Material provided:
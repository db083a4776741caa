//! Modelos de dominio (registros clínicos estructurados, metadatos de las
//! notas indexadas y formas de respuesta de la API).

use serde::{Deserialize, Deserializer, Serialize};

/// Una línea de prescripción tal y como la emite el LLM de estructuración.
#[derive(Debug, Clone, Default, Serialize, Deserialize)]
pub struct PrescriptionEntry {
    #[serde(default)]
    pub drug: Option<String>,
    #[serde(default)]
    pub dose: Option<String>,
    #[serde(default)]
    pub frequency: Option<String>,
    #[serde(default)]
    pub duration: Option<String>,
}

/// Datos del paciente dentro de un registro clínico.
#[derive(Debug, Clone, Default, Serialize, Deserialize)]
pub struct Patient {
    #[serde(default)]
    pub name: Option<String>,
    /// La edad llega a veces como número JSON; se conserva siempre como texto.
    #[serde(default, deserialize_with = "age_as_text")]
    pub age: Option<String>,
    #[serde(default)]
    pub gender: Option<String>,
}

/// Registro clínico estructurado: la salida del LLM de estructuración o el
/// contenido de un fichero de `outputs/clean`. Los campos nulos o ausentes
/// son normales; el normalizador decide qué hacer con ellos.
#[derive(Debug, Clone, Default, Serialize, Deserialize)]
pub struct ClinicalRecord {
    #[serde(default, deserialize_with = "null_as_default")]
    pub patient: Patient,
    #[serde(default)]
    pub doctor: Option<String>,
    #[serde(default)]
    pub hospital: Option<String>,
    #[serde(default)]
    pub date: Option<String>,
    #[serde(default)]
    pub diagnosis: Option<String>,
    #[serde(default, deserialize_with = "null_as_default")]
    pub prescriptions: Vec<PrescriptionEntry>,
    #[serde(default)]
    pub cleaned_text: Option<String>,
    #[serde(default)]
    pub raw_text: Option<String>,
}

/// Metadatos planos de una nota indexada. Todos los valores son texto; un
/// campo ausente en el registro se guarda como cadena vacía, nunca se omite.
#[derive(Debug, Clone, Default, PartialEq)]
pub struct NoteMetadata {
    pub source: String,
    pub patient_name: String,
    pub age: String,
    pub gender: String,
    pub doctor: String,
    pub hospital: String,
    pub date: String,
    pub diagnosis: String,
    /// Lista canónica de tratamientos, ordenada y unida con " | ".
    pub treatments: String,
}

/// Nota lista para indexar: texto completo más metadatos, con id estable
/// derivado del nombre del fichero de origen.
#[derive(Debug, Clone)]
pub struct NoteDocument {
    pub id: String,
    pub text: String,
    pub metadata: NoteMetadata,
}

/// Resultado crudo del almacén vectorial. La distancia es ascendente:
/// 0 significa idéntico y los resultados llegan del más al menos cercano.
#[derive(Debug, Clone)]
pub struct ScoredNote {
    pub id: String,
    pub distance: f64,
    pub text: String,
    pub metadata: NoteMetadata,
}

/// Registro de una consulta realizada (nodo :Query en Neo4j).
#[derive(Debug, Clone)]
pub struct QueryNode {
    pub id: String,
    pub question: String,
    pub created_at: String,
}

/// Procedencia de un documento incluido en el contexto de una respuesta.
#[derive(Debug, Clone, Serialize)]
pub struct Provenance {
    pub id: String,
    pub patient: String,
    pub doctor: String,
    pub diagnosis: String,
    pub treatments: String,
    pub score: f64,
}

/// Tratamiento más frecuente dentro de la ventana recuperada.
#[derive(Debug, Clone, PartialEq, Eq, Serialize)]
pub struct TreatmentStats {
    pub treatment: String,
    pub count: usize,
}

/// Tipo de pregunta detectado para una respuesta estructurada.
#[derive(Debug, Clone, Copy, PartialEq, Eq, Default, Serialize)]
pub enum AnswerKind {
    #[serde(rename = "diagnosis_query")]
    DiagnosisQuery,
    #[serde(rename = "treatment_frequency")]
    TreatmentFrequency,
    #[default]
    #[serde(rename = "normal")]
    Normal,
}

/// Confianza declarada de una respuesta.
#[derive(Debug, Clone, Copy, PartialEq, Eq, Default, Serialize)]
#[serde(rename_all = "lowercase")]
pub enum Confidence {
    #[default]
    Low,
    Medium,
    High,
}

impl Confidence {
    /// Interpreta el valor textual que devuelve el LLM; desconocido => Low.
    pub fn from_text(s: &str) -> Self {
        match s.to_lowercase().as_str() {
            "high" => Self::High,
            "medium" => Self::Medium,
            _ => Self::Low,
        }
    }
}

/// Respuesta estructurada del endpoint /ask. `treatment_stats` sólo aparece
/// en respuestas de frecuencia de tratamiento; `patients` siempre se
/// serializa (vacío salvo en consultas de diagnóstico).
#[derive(Debug, Clone, Serialize)]
pub struct StructuredAnswer {
    pub answer: Option<String>,
    #[serde(rename = "type")]
    pub kind: AnswerKind,
    pub patients: Vec<String>,
    #[serde(skip_serializing_if = "Option::is_none")]
    pub treatment_stats: Option<TreatmentStats>,
    pub used_documents: Vec<String>,
    pub provenance: Vec<Provenance>,
    pub confidence: Confidence,
}

/// Resumen compacto de caso que acompaña a cada nota procesada.
#[derive(Debug, Clone, Serialize)]
pub struct CaseSummary {
    #[serde(rename = "Patient")]
    pub patient: Option<String>,
    #[serde(rename = "Diagnosis")]
    pub diagnosis: Option<String>,
    #[serde(rename = "Treatment")]
    pub treatment: Option<String>,
    #[serde(rename = "Follow-up")]
    pub follow_up: Option<String>,
}

/// `null` explícito en el JSON se trata igual que un campo ausente.
fn null_as_default<'de, D, T>(deserializer: D) -> Result<T, D::Error>
where
    D: Deserializer<'de>,
    T: Default + Deserialize<'de>,
{
    let value = Option::<T>::deserialize(deserializer)?;
    Ok(value.unwrap_or_default())
}

fn age_as_text<'de, D>(deserializer: D) -> Result<Option<String>, D::Error>
where
    D: Deserializer<'de>,
{
    #[derive(Deserialize)]
    #[serde(untagged)]
    enum AgeRepr {
        Text(String),
        Int(i64),
        Float(f64),
    }

    let raw = Option::<AgeRepr>::deserialize(deserializer)?;
    Ok(raw.map(|v| match v {
        AgeRepr::Text(s) => s,
        AgeRepr::Int(n) => n.to_string(),
        AgeRepr::Float(n) => n.to_string(),
    }))
}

Your assignment:
Repeat exactly, and only, the lines of the records above, starting with the line that contains "desconocido => Low." and ending with the final line, both included.

Task solution:
    /// Interpreta el valor textual que devuelve el LLM; desconocido => Low.
    pub fn from_text(s: &str) -> Self {
        match s.to_lowercase().as_str() {
            "high" => Self::High,
            "medium" => Self::Medium,
            _ => Self::Low,
        }
    }
}

/// Respuesta estructurada del endpoint /ask. `treatment_stats` sólo aparece
/// en respuestas de frecuencia de tratamiento; `patients` siempre se
/// serializa (vacío salvo en consultas de diagnóstico).
#[derive(Debug, Clone, Serialize)]
pub struct StructuredAnswer {
    pub answer: Option<String>,
    #[serde(rename = "type")]
    pub kind: AnswerKind,
    pub patients: Vec<String>,
    #[serde(skip_serializing_if = "Option::is_none")]
    pub treatment_stats: Option<TreatmentStats>,
    pub used_documents: Vec<String>,
    pub provenance: Vec<Provenance>,
    pub confidence: Confidence,
}

/// Resumen compacto de caso que acompaña a cada nota procesada.
#[derive(Debug, Clone, Serialize)]
pub struct CaseSummary {
    #[serde(rename = "Patient")]
    pub patient: Option<String>,
    #[serde(rename = "Diagnosis")]
    pub diagnosis: Option<String>,
    #[serde(rename = "Treatment")]
    pub treatment: Option<String>,
    #[serde(rename = "Follow-up")]
    pub follow_up: Option<String>,
}

/// `null` explícito en el JSON se trata igual que un campo ausente.
fn null_as_default<'de, D, T>(deserializer: D) -> Result<T, D::Error>
where
    D: Deserializer<'de>,
    T: Default + Deserialize<'de>,
{
    let value = Option::<T>::deserialize(deserializer)?;
    Ok(value.unwrap_or_default())
}

fn age_as_text<'de, D>(deserializer: D) -> Result<Option<String>, D::Error>
where
    D: Deserializer<'de>,
{
    #[derive(Deserialize)]
    #[serde(untagged)]
    enum AgeRepr {
        Text(String),
        Int(i64),
        Float(f64),
    }

    let raw = Option::<AgeRepr>::deserialize(deserializer)?;
    Ok(raw.map(|v| match v {
        AgeRepr::Text(s) => s,
        AgeRepr::Int(n) => n.to_string(),
        AgeRepr::Float(n) => n.to_string(),
    }))
}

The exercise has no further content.